# Probleme synchronisation CPL Trendnet



## Lacoc (24 Février 2012)

Bonjour à tous,

Pour étendre mon réseau internet dans une piece lointaine de ma maison j'ai opté pour un point d'accès Wifi en CPL avec le Trendnet TPL-310AP. Mon installation est basé sur le Wimax. J'ai donc un modem branché sur un routeur Netgear WNR1000. Sur celui-ci j'ai connecté un CPL NetSocket200+ (LEA) qui fonctionne bien avec son double dans la pièce en question. Cependant, je n'arrive pas à synchroniser le TPL-310AP avec le LEA. Cela a pourtant fonctionné une fois sans trop savoir comment et depuis impossible de le refaire fonctionner de nouveau.

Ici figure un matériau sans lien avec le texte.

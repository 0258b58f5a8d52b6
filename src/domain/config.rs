// ============================================================================
// Exchange Configuration
// ============================================================================

use crate::domain::pair::TradingPair;
use crate::numeric::Amount;

#[cfg(feature = "serde")]
use serde::{Deserialize, Serialize};

// ============================================================================
// Matching Algorithm Type
// ============================================================================

/// How an incoming order's quantity is allocated across resting orders at
/// a crossed price level.
#[derive(Debug, Clone, Copy, PartialEq, Eq)]
#[cfg_attr(feature = "serde", derive(Serialize, Deserialize))]
pub enum MatchingAlgorithmType {
    /// Price/time priority: within a level, consume strictly in arrival
    /// order. The default, and what most spot venues run.
    Fifo,
    /// Size-proportional allocation within a level; truncation residue is
    /// handed out in arrival order one minimum increment at a time.
    ProRata,
}

impl Default for MatchingAlgorithmType {
    fn default() -> Self {
        MatchingAlgorithmType::Fifo
    }
}

// ============================================================================
// Exchange Configuration
// ============================================================================

/// Static configuration for an exchange instance.
#[derive(Debug, Clone)]
#[cfg_attr(feature = "serde", derive(Serialize, Deserialize))]
pub struct ExchangeConfig {
    /// Markets the engine accepts orders for; one worker is spawned per
    /// entry at startup.
    pub supported_pairs: Vec<TradingPair>,

    /// Flat fee rate applied to both maker and taker notional.
    pub fee_rate: Amount,

    /// Level allocation algorithm, shared by every pair.
    pub matching_algorithm: MatchingAlgorithmType,

    /// Number of price levels returned per side when a snapshot request
    /// does not specify a depth.
    pub snapshot_depth: usize,
}

impl Default for ExchangeConfig {
    fn default() -> Self {
        Self {
            supported_pairs: vec![
                TradingPair::new("BTC", "USDT"),
                TradingPair::new("ETH", "USDT"),
            ],
            fee_rate: "0.001".parse().expect("valid default fee rate"),
            matching_algorithm: MatchingAlgorithmType::Fifo,
            snapshot_depth: 20,
        }
    }
}

impl ExchangeConfig {
    pub fn new(supported_pairs: Vec<TradingPair>) -> Self {
        Self {
            supported_pairs,
            ..Self::default()
        }
    }

    /// Builder method: set the fee rate.
    pub fn with_fee_rate(mut self, fee_rate: Amount) -> Self {
        self.fee_rate = fee_rate;
        self
    }

    /// Builder method: set the allocation algorithm.
    pub fn with_matching_algorithm(mut self, algorithm: MatchingAlgorithmType) -> Self {
        self.matching_algorithm = algorithm;
        self
    }

    /// Builder method: set the default snapshot depth.
    pub fn with_snapshot_depth(mut self, depth: usize) -> Self {
        self.snapshot_depth = depth;
        self
    }

    pub fn supports(&self, pair: &TradingPair) -> bool {
        self.supported_pairs.contains(pair)
    }

    pub fn validate(&self) -> Result<(), String> {
        if self.supported_pairs.is_empty() {
            return Err("at least one trading pair is required".to_string());
        }
        if self.fee_rate.is_negative() || self.fee_rate >= Amount::ONE {
            return Err("fee rate must be in [0, 1)".to_string());
        }
        if self.snapshot_depth == 0 {
            return Err("snapshot depth must be positive".to_string());
        }
        Ok(())
    }
}
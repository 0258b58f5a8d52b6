// ============================================================================
// Pair Worker
// One owning thread per trading pair; the linearization point for all
// admissions, cancellations, and snapshots on that pair
// ============================================================================

use crate::book::{Book, BookEntry, BookSnapshot};
use crate::domain::order::{Order, OrderId, OrderType, Side};
use crate::domain::pair::{TradingPair, UserId};
use crate::domain::trade::Trade;
use crate::engine::allocation::LevelAllocator;
use crate::engine::settlement::SettlementCoordinator;
use crate::error::{ExchangeError, ExchangeResult};
use crate::events::{MarketEvent, Publisher};
use crate::numeric::{Amount, Quantity};
use crate::store::OrderStore;
use crossbeam::channel::{Receiver, Sender};
use std::sync::Arc;
use std::thread::JoinHandle;
use tracing::{error, info, warn};

/// Operations accepted by a pair worker. Processed strictly in arrival
/// order, which makes the per-pair operation stream the observable
/// linearization for clients.
pub enum EngineOp {
    Admit {
        order_id: OrderId,
        reply: Sender<ExchangeResult<Order>>,
    },
    Cancel {
        order_id: OrderId,
        user_id: UserId,
        reply: Sender<ExchangeResult<Order>>,
    },
    Snapshot {
        depth: usize,
        reply: Sender<ExchangeResult<BookSnapshot>>,
    },
}

pub struct PairWorker {
    pair: TradingPair,
    book: Book,
    orders: Arc<OrderStore>,
    settlement: Arc<SettlementCoordinator>,
    publisher: Arc<Publisher>,
    allocator: Box<dyn LevelAllocator>,
    book_event_depth: usize,
    /// Monotonic per-pair counter; stamps order time priority and trade
    /// execution order.
    sequence: u64,
    /// Set when an invariant violation halts this pair. All further
    /// operations are refused; other pairs keep running.
    poisoned: Option<String>,
}

impl PairWorker {
    #[allow(clippy::too_many_arguments)]
    pub fn spawn(
        pair: TradingPair,
        orders: Arc<OrderStore>,
        settlement: Arc<SettlementCoordinator>,
        publisher: Arc<Publisher>,
        allocator: Box<dyn LevelAllocator>,
        book_event_depth: usize,
        ops: Receiver<EngineOp>,
    ) -> JoinHandle<()> {
        let worker = PairWorker {
            book: Book::new(pair.clone()),
            pair: pair.clone(),
            orders,
            settlement,
            publisher,
            allocator,
            book_event_depth,
            sequence: 0,
            poisoned: None,
        };

        std::thread::Builder::new()
            .name(format!("engine-{pair}"))
            .spawn(move || worker.run(ops))
            .expect("failed to spawn pair worker thread")
    }

    fn run(mut self, ops: Receiver<EngineOp>) {
        info!(pair = %self.pair, algorithm = self.allocator.name(), "pair worker started");

        while let Ok(op) = ops.recv() {
            match op {
                EngineOp::Admit { order_id, reply } => {
                    let result = self.guarded(|w| w.handle_admit(order_id));
                    let _ = reply.send(result);
                },
                EngineOp::Cancel {
                    order_id,
                    user_id,
                    reply,
                } => {
                    let result = self.guarded(|w| w.handle_cancel(order_id, user_id));
                    let _ = reply.send(result);
                },
                EngineOp::Snapshot { depth, reply } => {
                    let result = self.guarded(|w| Ok(w.book.snapshot(depth)));
                    let _ = reply.send(result);
                },
            }
        }

        info!(pair = %self.pair, "pair worker stopped");
    }

    /// Run an operation unless the worker is poisoned; poison it when the
    /// operation dies with an internal invariant violation.
    fn guarded<T>(
        &mut self,
        f: impl FnOnce(&mut Self) -> ExchangeResult<T>,
    ) -> ExchangeResult<T> {
        if let Some(reason) = &self.poisoned {
            return Err(ExchangeError::Internal(format!(
                "pair {} halted: {reason}",
                self.pair
            )));
        }
        let result = f(self);
        if let Err(ExchangeError::Internal(reason)) = &result {
            error!(pair = %self.pair, %reason, "internal error, halting pair worker");
            self.poisoned = Some(reason.clone());
        }
        result
    }

    // ========================================================================
    // Admission
    // ========================================================================

    fn handle_admit(&mut self, order_id: OrderId) -> ExchangeResult<Order> {
        let mut order = self.orders.get(order_id).ok_or_else(|| {
            ExchangeError::Internal(format!("admitted order {order_id} missing from store"))
        })?;

        self.sequence += 1;
        order.sequence = self.sequence;

        let mut trades = Vec::new();
        let step = match order.order_type {
            OrderType::Market => self.match_market(&mut order, &mut trades),
            OrderType::Limit => self.match_limit(&mut order, &mut trades),
        };

        if let Err(err) = step {
            return self.abort_step(order, err, &trades);
        }

        self.orders.update(order.clone())?;
        debug_assert!(!self.book.is_crossed());

        self.publish_step(&trades, true);
        Ok(order)
    }

    /// A matching step died mid-walk. Fills committed so far stand (each
    /// was atomic) and their events still go out; the residual is never
    /// rested, and its lock is released. No progress means the order is
    /// rejected outright.
    fn abort_step(
        &mut self,
        mut order: Order,
        err: ExchangeError,
        trades: &[Trade],
    ) -> ExchangeResult<Order> {
        if matches!(err, ExchangeError::Internal(_)) {
            return Err(err);
        }

        warn!(
            pair = %self.pair,
            order_id = %order.id,
            %err,
            "matching step aborted"
        );

        let released = if order.filled_quantity.is_zero() {
            order.reject()
        } else {
            order.cancel()?
        };
        self.settlement.release_lock(&order, released)?;
        self.orders.update(order.clone())?;
        self.publish_step(trades, !trades.is_empty());

        if order.filled_quantity.is_zero() {
            Err(err)
        } else {
            // partial progress is real, committed state; hand the caller
            // the final record instead of discarding it behind an error
            Ok(order)
        }
    }

    // ========================================================================
    // Matching walks
    // ========================================================================

    fn match_limit(&mut self, order: &mut Order, trades: &mut Vec<Trade>) -> ExchangeResult<()> {
        let limit = order.limit_price.ok_or_else(|| {
            ExchangeError::Internal(format!("limit order {} without price", order.id))
        })?;

        let opposite = order.side.opposite();

        while order.remaining_quantity().is_positive() {
            let Some(best) = self.book.side(opposite).best_price() else {
                break;
            };
            let crossable = match order.side {
                Side::Buy => limit >= best,
                Side::Sell => limit <= best,
            };
            if !crossable {
                break;
            }

            self.consume_level(order, order.remaining_quantity(), trades)?;
        }

        if order.remaining_quantity().is_positive() {
            order.mark_resting();
            self.book.side_mut(order.side).insert(
                limit,
                BookEntry {
                    order_id: order.id,
                    user_id: order.user_id,
                    remaining: order.remaining_quantity(),
                    sequence: order.sequence,
                },
            );
        }

        Ok(())
    }

    fn match_market(&mut self, order: &mut Order, trades: &mut Vec<Trade>) -> ExchangeResult<()> {
        let opposite = order.side.opposite();
        if self.book.side(opposite).is_empty() {
            return Err(ExchangeError::NoLiquidity);
        }

        while order.remaining_quantity().is_positive() {
            let Some(best) = self.book.side(opposite).best_price() else {
                break;
            };

            // A market buy spends its locked quote budget; clamp the
            // quantity to what the budget still affords at this level.
            let effective = if order.side == Side::Buy {
                let afford = self.affordable_quantity(order.remaining_lock, best)?;
                order.remaining_quantity().min(afford)
            } else {
                order.remaining_quantity()
            };
            if effective.is_zero() {
                break;
            }

            self.consume_level(order, effective, trades)?;
        }

        // Market orders never rest. A residual after the walk means the
        // book or the budget ran dry: release the leftover lock and leave
        // the order partially filled (terminal for matching purposes,
        // since market orders are not cancellable).
        if order.remaining_quantity().is_positive() {
            if order.filled_quantity.is_zero() {
                return Err(ExchangeError::NoLiquidity);
            }
            let leftover = order.remaining_lock;
            order.remaining_lock = Amount::ZERO;
            self.settlement.release_lock(order, leftover)?;
        }

        Ok(())
    }

    /// Max base quantity purchasable with `budget` at `price`, fee
    /// included, truncated to scale 8.
    fn affordable_quantity(
        &self,
        budget: Amount,
        price: Amount,
    ) -> ExchangeResult<Quantity> {
        let gross_price =
            price.checked_mul(Amount::ONE.checked_add(self.settlement.fee_rate())?)?;
        Ok(budget.checked_div(gross_price)?)
    }

    /// Allocate `quantity` against the best opposite level and settle each
    /// resulting fill in allocation order.
    fn consume_level(
        &mut self,
        order: &mut Order,
        quantity: Quantity,
        trades: &mut Vec<Trade>,
    ) -> ExchangeResult<()> {
        let opposite = order.side.opposite();

        let (price, allocations) = {
            let level = self.book.side(opposite).best_level().ok_or_else(|| {
                ExchangeError::Internal("consume_level on empty book side".to_string())
            })?;
            (level.price, self.allocator.allocate(quantity, level))
        };

        if allocations.is_empty() {
            return Err(ExchangeError::Internal(
                "allocator returned no fills for a non-empty level".to_string(),
            ));
        }

        for allocation in allocations {
            let maker = self.orders.get(allocation.order_id).ok_or_else(|| {
                ExchangeError::Internal(format!(
                    "resting order {} missing from store",
                    allocation.order_id
                ))
            })?;

            self.sequence += 1;
            let outcome = self.settlement.execute_fill(
                order,
                &maker,
                allocation.quantity,
                price,
                self.sequence,
            )?;

            *order = outcome.taker;
            if !self
                .book
                .side_mut(opposite)
                .reduce(price, allocation.order_id, allocation.quantity)
            {
                return Err(ExchangeError::Internal(format!(
                    "book entry {} out of sync at price {price}",
                    allocation.order_id
                )));
            }
            trades.push(outcome.trade);
        }

        Ok(())
    }

    // ========================================================================
    // Cancellation
    // ========================================================================

    fn handle_cancel(&mut self, order_id: OrderId, user_id: UserId) -> ExchangeResult<Order> {
        let mut order = self.orders.get_for_user(user_id, order_id)?;

        // Market orders never rest, so there is nothing to cancel.
        if order.is_market() || !order.status.can_cancel() {
            return Err(ExchangeError::NotCancellable);
        }

        let price = order.limit_price.ok_or_else(|| {
            ExchangeError::Internal(format!("resting order {} without price", order.id))
        })?;
        if self
            .book
            .side_mut(order.side)
            .remove(price, order.id)
            .is_none()
        {
            return Err(ExchangeError::Internal(format!(
                "cancellable order {} missing from book",
                order.id
            )));
        }

        let released = order.cancel()?;
        self.settlement.release_lock(&order, released)?;
        self.orders.update(order.clone())?;

        info!(pair = %self.pair, order_id = %order.id, "order cancelled");
        self.publish_step(&[], true);
        Ok(order)
    }

    // ========================================================================
    // Events
    // ========================================================================

    /// Emit per-trade events in execution order, then one book update.
    /// Only called after the step's state changes have committed.
    fn publish_step(&self, trades: &[Trade], book_changed: bool) {
        for trade in trades {
            self.publisher
                .publish(&self.pair, MarketEvent::Trade(trade.clone()));
        }
        if book_changed {
            self.publisher.publish(
                &self.pair,
                MarketEvent::BookUpdate(self.book.snapshot(self.book_event_depth)),
            );
        }
    }
}

// ============================================================================
// Tests (worker internals; end-to-end flows live in the exchange tests)
// ============================================================================

#[cfg(test)]
mod tests {
    use super::*;
    use crate::domain::order::OrderStatus;

    #[test]
    fn test_market_orders_are_not_cancellable_status() {
        // The cancel handler refuses market orders before any book
        // lookup; statuses confirm the decision table.
        assert!(OrderStatus::Open.can_cancel());
        assert!(OrderStatus::PartiallyFilled.can_cancel());
        assert!(!OrderStatus::Filled.can_cancel());
        assert!(!OrderStatus::Rejected.can_cancel());
        assert!(!OrderStatus::Pending.can_cancel());
    }
}
// ============================================================================
// Fixed-Point Decimal
// Exact base-10 monetary arithmetic at scale 8
// ============================================================================

use super::errors::{NumericError, NumericResult};
use std::fmt;
use std::ops::{Add, Sub};

/// Fixed-point decimal with 8 fractional digits.
///
/// Internally stores `value × 10^8` as an i64, which covers values up to
/// ±92 billion at full 10⁻⁸ precision. All prices, quantities, balances,
/// and fees in the engine use this representation; nothing on the hot
/// path touches floating point.
///
/// Multiplication and division truncate toward zero to scale 8. The
/// truncation direction matters: pro-rata allocation relies on
/// `trunc(a × b / c)` never exceeding the exact quotient.
///
/// # Example
/// ```
/// use exchange_core::numeric::FixedDecimal;
///
/// let price: FixedDecimal = "50000".parse().unwrap();
/// let qty: FixedDecimal = "0.5".parse().unwrap();
/// let notional = price.checked_mul(qty).unwrap();
/// assert_eq!(notional.to_string(), "25000.00000000");
/// ```
#[derive(Clone, Copy, PartialEq, Eq, PartialOrd, Ord, Hash, Default)]
#[repr(transparent)]
pub struct FixedDecimal(i64);

/// Number of fractional digits carried by every value.
pub const SCALE_DIGITS: u32 = 8;

impl FixedDecimal {
    /// The scale factor (10^8)
    pub const SCALE: i64 = 100_000_000;

    /// Zero value
    pub const ZERO: Self = Self(0);

    /// One (1.0)
    pub const ONE: Self = Self(Self::SCALE);

    /// Maximum representable value
    pub const MAX: Self = Self(i64::MAX);

    // ========================================================================
    // Construction
    // ========================================================================

    /// Create from the raw scaled representation (`value × 10^8`).
    #[inline]
    pub const fn from_raw(raw: i64) -> Self {
        Self(raw)
    }

    /// Create from an integer value.
    #[inline]
    pub fn from_integer(value: i64) -> NumericResult<Self> {
        match value.checked_mul(Self::SCALE) {
            Some(raw) => Ok(Self(raw)),
            None => Err(NumericError::Overflow),
        }
    }

    /// Create from an integer part and an already-scaled fractional part.
    /// `from_parts(123, 45_600_000)` is `123.456`; the fraction always
    /// points away from zero.
    #[inline]
    pub fn from_parts(integer: i64, fraction: u64) -> NumericResult<Self> {
        if fraction >= Self::SCALE as u64 {
            return Err(NumericError::InvalidInput);
        }
        let whole = Self::from_integer(integer)?;
        let frac = if integer < 0 {
            -(fraction as i64)
        } else {
            fraction as i64
        };
        whole.checked_add(Self(frac))
    }

    // ========================================================================
    // Accessors
    // ========================================================================

    /// Raw scaled value (`self × 10^8`).
    #[inline]
    pub const fn raw_value(self) -> i64 {
        self.0
    }

    /// Integer part, truncated toward zero.
    #[inline]
    pub const fn integer_part(self) -> i64 {
        self.0 / Self::SCALE
    }

    /// Fractional part as a positive scaled value.
    #[inline]
    pub const fn fractional_part(self) -> u64 {
        self.0.unsigned_abs() % (Self::SCALE as u64)
    }

    #[inline]
    pub const fn is_zero(self) -> bool {
        self.0 == 0
    }

    #[inline]
    pub const fn is_positive(self) -> bool {
        self.0 > 0
    }

    #[inline]
    pub const fn is_negative(self) -> bool {
        self.0 < 0
    }

    // ========================================================================
    // Arithmetic
    // ========================================================================

    /// Checked addition.
    #[inline]
    pub fn checked_add(self, rhs: Self) -> NumericResult<Self> {
        match self.0.checked_add(rhs.0) {
            Some(raw) => Ok(Self(raw)),
            None if rhs.0 > 0 => Err(NumericError::Overflow),
            None => Err(NumericError::Underflow),
        }
    }

    /// Checked subtraction.
    #[inline]
    pub fn checked_sub(self, rhs: Self) -> NumericResult<Self> {
        match self.0.checked_sub(rhs.0) {
            Some(raw) => Ok(Self(raw)),
            None if rhs.0 < 0 => Err(NumericError::Overflow),
            None => Err(NumericError::Underflow),
        }
    }

    /// Checked multiplication, truncated toward zero to scale 8.
    ///
    /// Uses an i128 intermediate so the product cannot overflow before
    /// rescaling.
    #[inline]
    pub fn checked_mul(self, rhs: Self) -> NumericResult<Self> {
        let product = (self.0 as i128) * (rhs.0 as i128);
        // i128 division truncates toward zero, which is exactly the
        // rounding the monetary model requires.
        let rescaled = product / (Self::SCALE as i128);
        if rescaled > i64::MAX as i128 {
            Err(NumericError::Overflow)
        } else if rescaled < i64::MIN as i128 {
            Err(NumericError::Underflow)
        } else {
            Ok(Self(rescaled as i64))
        }
    }

    /// Checked division, truncated toward zero to scale 8.
    #[inline]
    pub fn checked_div(self, rhs: Self) -> NumericResult<Self> {
        if rhs.0 == 0 {
            return Err(NumericError::DivisionByZero);
        }
        let numerator = (self.0 as i128) * (Self::SCALE as i128);
        let quotient = numerator / (rhs.0 as i128);
        if quotient > i64::MAX as i128 {
            Err(NumericError::Overflow)
        } else if quotient < i64::MIN as i128 {
            Err(NumericError::Underflow)
        } else {
            Ok(Self(quotient as i64))
        }
    }

    /// Absolute value.
    #[inline]
    pub fn abs(self) -> NumericResult<Self> {
        self.0
            .checked_abs()
            .map(Self)
            .ok_or(NumericError::Overflow)
    }

    // ========================================================================
    // Comparison helpers
    // ========================================================================

    #[inline]
    pub fn min(self, other: Self) -> Self {
        Self(self.0.min(other.0))
    }

    #[inline]
    pub fn max(self, other: Self) -> Self {
        Self(self.0.max(other.0))
    }
}

// Infallible Add/Sub for test ergonomics; engine code uses checked_* and `?`.
impl Add for FixedDecimal {
    type Output = Self;

    #[inline]
    fn add(self, rhs: Self) -> Self::Output {
        self.checked_add(rhs).expect("fixed-point add out of range")
    }
}

impl Sub for FixedDecimal {
    type Output = Self;

    #[inline]
    fn sub(self, rhs: Self) -> Self::Output {
        self.checked_sub(rhs).expect("fixed-point sub out of range")
    }
}

// ============================================================================
// Display and Debug
// ============================================================================

impl fmt::Debug for FixedDecimal {
    fn fmt(&self, f: &mut fmt::Formatter<'_>) -> fmt::Result {
        write!(f, "FixedDecimal({self})")
    }
}

impl fmt::Display for FixedDecimal {
    fn fmt(&self, f: &mut fmt::Formatter<'_>) -> fmt::Result {
        // Sign-magnitude keeps `-0.x` values printing their sign, which
        // signed integer division would silently drop.
        let sign = if self.0 < 0 { "-" } else { "" };
        let magnitude = self.0.unsigned_abs();
        let scale = Self::SCALE as u64;
        write!(f, "{sign}{}.{:08}", magnitude / scale, magnitude % scale)
    }
}

// ============================================================================
// Boundary conversions
// ============================================================================

impl FixedDecimal {
    /// Convert from `rust_decimal::Decimal` at the API boundary.
    ///
    /// Works on the decimal's mantissa directly: rescale it to 8
    /// fractional digits, refusing to discard non-zero digits.
    ///
    /// # Errors
    /// `PrecisionLoss` if the input has more than 8 significant fractional
    /// digits, `Overflow` if the value does not fit.
    pub fn from_decimal(value: rust_decimal::Decimal) -> NumericResult<Self> {
        let mantissa = value.mantissa();
        let scale = value.scale();

        let rescaled = if scale <= SCALE_DIGITS {
            let factor = 10i128.pow(SCALE_DIGITS - scale);
            mantissa.checked_mul(factor).ok_or(NumericError::Overflow)?
        } else {
            let factor = 10i128.pow(scale - SCALE_DIGITS);
            if mantissa % factor != 0 {
                return Err(NumericError::PrecisionLoss);
            }
            mantissa / factor
        };

        i64::try_from(rescaled)
            .map(Self)
            .map_err(|_| NumericError::Overflow)
    }

    /// Convert to `rust_decimal::Decimal` for display or API output.
    pub fn to_decimal(self) -> rust_decimal::Decimal {
        rust_decimal::Decimal::from_i128_with_scale(self.0 as i128, SCALE_DIGITS)
    }
}

impl std::str::FromStr for FixedDecimal {
    type Err = NumericError;

    /// Parse from a decimal string; the only accepted boundary input format.
    ///
    /// - `"123"` -> 123.00000000
    /// - `"0.5"` -> 0.50000000
    /// - `"-0.001"` -> -0.00100000
    fn from_str(input: &str) -> Result<Self, Self::Err> {
        fn digit(byte: u8) -> NumericResult<i64> {
            if byte.is_ascii_digit() {
                Ok((byte - b'0') as i64)
            } else {
                Err(NumericError::InvalidInput)
            }
        }

        let text = input.trim();
        let (sign, body) = match text.strip_prefix('-') {
            Some(rest) => (-1i64, rest),
            None => (1, text),
        };

        let (whole, frac) = body.split_once('.').unwrap_or((body, ""));
        if whole.is_empty() && frac.is_empty() {
            return Err(NumericError::InvalidInput);
        }
        if frac.len() > SCALE_DIGITS as usize {
            return Err(NumericError::PrecisionLoss);
        }

        // Accumulate the integer digits, then scale up.
        let mut raw: i64 = 0;
        for byte in whole.bytes() {
            let d = digit(byte)?;
            raw = raw
                .checked_mul(10)
                .and_then(|v| v.checked_add(d))
                .ok_or(NumericError::Overflow)?;
        }
        raw = raw.checked_mul(Self::SCALE).ok_or(NumericError::Overflow)?;

        // Fractional digits weighted from 10^7 downward; fewer than 8
        // digits means the remaining weights simply go unused.
        let mut weight = Self::SCALE / 10;
        for byte in frac.bytes() {
            raw = raw
                .checked_add(digit(byte)? * weight)
                .ok_or(NumericError::Overflow)?;
            weight /= 10;
        }

        Ok(Self(sign * raw))
    }
}

// Decimal values cross serialization boundaries as strings, never as
// floats.
#[cfg(feature = "serde")]
impl serde::Serialize for FixedDecimal {
    fn serialize<S: serde::Serializer>(&self, serializer: S) -> Result<S::Ok, S::Error> {
        serializer.collect_str(self)
    }
}

#[cfg(feature = "serde")]
impl<'de> serde::Deserialize<'de> for FixedDecimal {
    fn deserialize<D: serde::Deserializer<'de>>(deserializer: D) -> Result<Self, D::Error> {
        let raw = String::deserialize(deserializer)?;
        raw.parse().map_err(serde::de::Error::custom)
    }
}

// ============================================================================
// Domain aliases
// ============================================================================

/// Price in quote units per base unit
pub type Price = FixedDecimal;

/// Quantity in base units
pub type Quantity = FixedDecimal;

/// Generic monetary amount (balances, fees, notionals)
pub type Amount = FixedDecimal;

// ============================================================================
// Tests
// ============================================================================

Pour info, j'utilise essentiellement du Mac mais aussi du PC. Concernant le Wifi, il fonctionne très bien. Sur mon iMac je trouve même sans probleme le TPL-310AP...

Quelqu'un a-t-il une idée sur le soucis qui peut se poser? Merci d'avance... 

Bonne journée.


----------



## Polo35230 (24 Février 2012)

Bonjour,

J'avoue que j'ai du mal à comprendre...
Le netgear est connecté en ethernet sur un boîtier CPL LEA, puis dans une autre pièce, il y a un autre boîtier CPL LEA sur lequel est branché le TPL310 Trendnet qui fait CPL+Wifi?

Si c'est ça, pas étonnant que ça foire, le CPL, même si il y a des normes ne marche pas terrible entre boîtiers de marques différentes.
Après, il y a aussi la problématique d'association...
Le plus étonnant, c'est que ça a marché...

Logiquement, il aurait fallu un boîtier CPL Trendnet TPL303E par exemple relié à la box, et le TPL310AP (CPL+wifi) dans l'autre pièce, et là, pas de pb, on aurait une solution Trendnet homogène.

L'autre solution aurait été une solution homogène LEA avec un kit de deux boîtiers (CPL  et CPL+Wifi)

Maintenant, on dirait que le TPL310AP fait WDS  (répéteur wifi).
Il pourrait être utilisé pour répéter le signal wifi du Netgear, et là, pas besoin des boîtiers CPL...

Mais j'ai peut-être pas bien compris le pb.


----------